Il “candidato premier” non esiste

Negli ultimi giorni, l’autonominato e “candidato premier” in pectore dei pentastellati, Di Maio, ha ribadito che la Presidenza del Consiglio spetterebbe al “candidato Presidente del Consiglio” con più voti. Che, nel caso specifico, sarebbe lui. Ora, dato che questa tesi del “candidato premier” ricompare regolarmente nel dibattito politico nostrano, appare utile ricordare una cosa: ossia, che nel nostro maledetto Paese non si elegge il Presidente del Consiglio.

Infatti, l’elezione diretta del premier è ed è sempre stata una finzione, una presa per il culo, una cazzata, una menzogna. Si tratta di una fake news nata qualche anno fa, quando le forze politiche (leggasi “coalizioni”), erano in grado di ottenere la maggioranza dei voti e/o dei seggi in Parlamento. In quel contesto, parlare di “premier eletti dal popolo” poteva avere un qualche senso, dato che le forze politiche rischiavano sul serio di vincere o perdere la maggioranza parlamentare e, quindi, il governo. Ma si trattava comunque di una forzatura. E lo rimane anche oggi. Perché, anche se qualcuno rischiasse sul serio di prendere la maggioranza dei voti e dei seggi in Parlamento, parlare di “candidati alla Presidenza del Consiglio” rimarrebbe comunque una balla, e per un motivo semplice: la Costituzione italiana.

La carta costituzionale afferma esplicitamente che i cittadini-votanti eleggono il Parlamento (non il Governo), che poi darà la fiducia (o meno) a un Presidente del Consiglio, nominato dal Presidente della Repubblica. Ed è la procedura che è stata seguita dalla fondazione della Repubblica italiana fino ad oggi, piaccia o non piaccia.
Per cui, Di Maio mente. Mente sulla scia di illustri predecessori e in compagnia di molti altri, è vero. Ma la menzogna grillina stride più di tutte. Perché spacciata da un movimento che, un giorno sì e l’altro pure, si presenta come alfiere della “legalità”. Se non fosse che, la legalità non sono solo inchieste, manette, processi, polizia, carceri, e tutto l’apparato della repressione e della Giustizia statale.

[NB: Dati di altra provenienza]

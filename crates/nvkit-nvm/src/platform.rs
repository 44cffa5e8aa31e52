use std::path::PathBuf;

use nvkit_backend::{ToolInvocation, VersionIdentifier};

use crate::version::{
    parse_bare_current, parse_marked_current, parse_posix_available, parse_posix_installed,
    parse_windows_available, parse_windows_installed,
};

/// One operation of the underlying tool. The platform strategy decides the
/// argument spelling; the client decides when to run it.
#[derive(Debug, Clone, PartialEq, Eq)]
pub enum NvmAction {
    /// Bare invocation used to check the tool answers at all.
    Probe,
    /// Version of the tool itself, not of any Node installation.
    ToolVersion,
    Current,
    ListInstalled,
    ListAvailable,
    Install(VersionIdentifier),
    SetDefault(VersionIdentifier),
    Uninstall(VersionIdentifier),
}

/// Platform-specific spelling of tool commands and shape of tool output.
/// Selected once when the client is built, never re-decided per call.
pub trait PlatformCommands: Send + Sync {
    fn invocation(&self, action: &NvmAction) -> ToolInvocation;
    fn parse_current(&self, stdout: &str) -> Option<VersionIdentifier>;
    fn parse_installed(&self, stdout: &str) -> Vec<VersionIdentifier>;
    fn parse_available(&self, stdout: &str) -> Vec<VersionIdentifier>;
}

/// `nvm` as a sourced shell function (Linux, macOS). Every call goes through
/// `bash` with a preamble that sources `nvm.sh` from the configured
/// directory, since the function does not exist outside an interactive
/// shell.
#[derive(Debug, Clone)]
pub struct PosixNvm {
    nvm_dir: PathBuf,
}

impl PosixNvm {
    #[must_use]
    pub fn new(nvm_dir: PathBuf) -> Self {
        Self { nvm_dir }
    }

    fn nvm_args(action: &NvmAction) -> Vec<String> {
        match action {
            NvmAction::Probe => vec![],
            NvmAction::ToolVersion => vec!["--version".into()],
            NvmAction::Current => vec!["current".into()],
            NvmAction::ListInstalled => vec!["ls".into()],
            NvmAction::ListAvailable => vec!["ls-remote".into()],
            NvmAction::Install(version) => vec!["install".into(), version.to_string()],
            NvmAction::SetDefault(version) => {
                vec!["alias".into(), "default".into(), version.to_string()]
            }
            NvmAction::Uninstall(version) => vec!["uninstall".into(), version.to_string()],
        }
    }
}

impl PlatformCommands for PosixNvm {
    fn invocation(&self, action: &NvmAction) -> ToolInvocation {
        let script = format!(
            "export NVM_DIR=\"{}\"; [ -s \"$NVM_DIR/nvm.sh\" ] && \\. \"$NVM_DIR/nvm.sh\"; nvm \"$@\"",
            self.nvm_dir.display(),
        );

        ToolInvocation::new("bash")
            .args(["-c", &script, "bash"])
            .args(Self::nvm_args(action))
            .env("TERM", "dumb")
            .env("NO_COLOR", "1")
    }

    fn parse_current(&self, stdout: &str) -> Option<VersionIdentifier> {
        parse_bare_current(stdout)
    }

    fn parse_installed(&self, stdout: &str) -> Vec<VersionIdentifier> {
        parse_posix_installed(stdout)
    }

    fn parse_available(&self, stdout: &str) -> Vec<VersionIdentifier> {
        parse_posix_available(stdout)
    }
}

/// nvm-windows, a standalone executable with its own command set: `version`
/// instead of `--version`, `use` instead of a default alias, and unprefixed
/// version tokens in listings.
#[derive(Debug, Clone)]
pub struct WindowsNvm {
    nvm_exe: PathBuf,
}

impl WindowsNvm {
    #[must_use]
    pub fn new(nvm_exe: PathBuf) -> Self {
        Self { nvm_exe }
    }

    fn nvm_args(action: &NvmAction) -> Vec<String> {
        match action {
            NvmAction::Probe => vec![],
            NvmAction::ToolVersion => vec!["version".into()],
            NvmAction::Current | NvmAction::ListInstalled => vec!["list".into()],
            NvmAction::ListAvailable => vec!["list".into(), "available".into()],
            NvmAction::Install(version) => vec!["install".into(), version.to_string()],
            NvmAction::SetDefault(version) => vec!["use".into(), version.to_string()],
            NvmAction::Uninstall(version) => vec!["uninstall".into(), version.to_string()],
        }
    }
}

impl PlatformCommands for WindowsNvm {
    fn invocation(&self, action: &NvmAction) -> ToolInvocation {
        ToolInvocation::new(self.nvm_exe.to_string_lossy()).args(Self::nvm_args(action))
    }

    fn parse_current(&self, stdout: &str) -> Option<VersionIdentifier> {
        parse_marked_current(stdout)
    }

    fn parse_installed(&self, stdout: &str) -> Vec<VersionIdentifier> {
        parse_windows_installed(stdout)
    }

    fn parse_available(&self, stdout: &str) -> Vec<VersionIdentifier> {
        parse_windows_available(stdout)
    }
}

La legalità, in una (vera) democrazia, consiste nel rispetto delle procedure e delle norme che regolano il funzionamento delle istituzioni. A partire dalla Costituzione.
Aspetti di cui i nuovi e vecchi Di Maio si sono sempre fregati, e di cui continuano a fregarsene. Non male per personaggi che si vendono come paladini della Costituzione.
La più bella del mondo, a sentir loro.

Quelli della democrazia diretta, tra l’altro.

Giuseppe Carteny

Laureato in “Scienze di Governo e della Comunicazione Pubblica” alla LUISS Guido Carli di Roma, è dottorando in “Political Studies” all’Università degli Studi di Milano, dove si occupa principalmente di analisi quantitativa dell’opinione pubblica e del comportamento politico. Awardee della “Taiwan Fellowship 2017”, si interessa di sistemi politici, processi democratizzazione e geopolitica dell’Estremo Oriente. Tra i suoi maggiori interessi figurano anche lo studio dei processi elettorali, dei sistemi partitici e la teoria delle relazioni internazionali.

1 risposta

  1. Franco Puglia

    Caro Giuseppe, come non condividere quanto dici !
    Certo, Di Maio come tanti prima di lui spacciano al pubblico la visioni distorta di una specie di Repubblica Presidenziale sui generis, dimenticando che la nostra Costituzione prevede una Repubblica Parlamentare in cui è sovrano il Parlamento, espressione democratica rappresentativa del popolo, mentre al Governo potrebbe esserci chiunque, dovendo essere un organo ESECUTIVO della volontà popolare espressa dal Popolo, tramite il suo Parlamento.
    Penso che, stante la nostra situazione, sia il caso di ALZARE LA VOCE, in maniera corale, affinché TUTTE le forze politiche possano sentire, ed in tale direzione io ho scritto una PEC al Capo dello Stato, naturalmente senza risposta.
    Facciamolo TUTTI NOI : ricordiamo al Capo dello Stato, garante della Costituzione, che cosa questa prevede, e facciamo in modo che il Capo dello Stato INFORMI Salvini e Di Maio su quale sia la Repubblica in cui sono nati e vivono, perché forse nessuno glielo ha mai spiegato.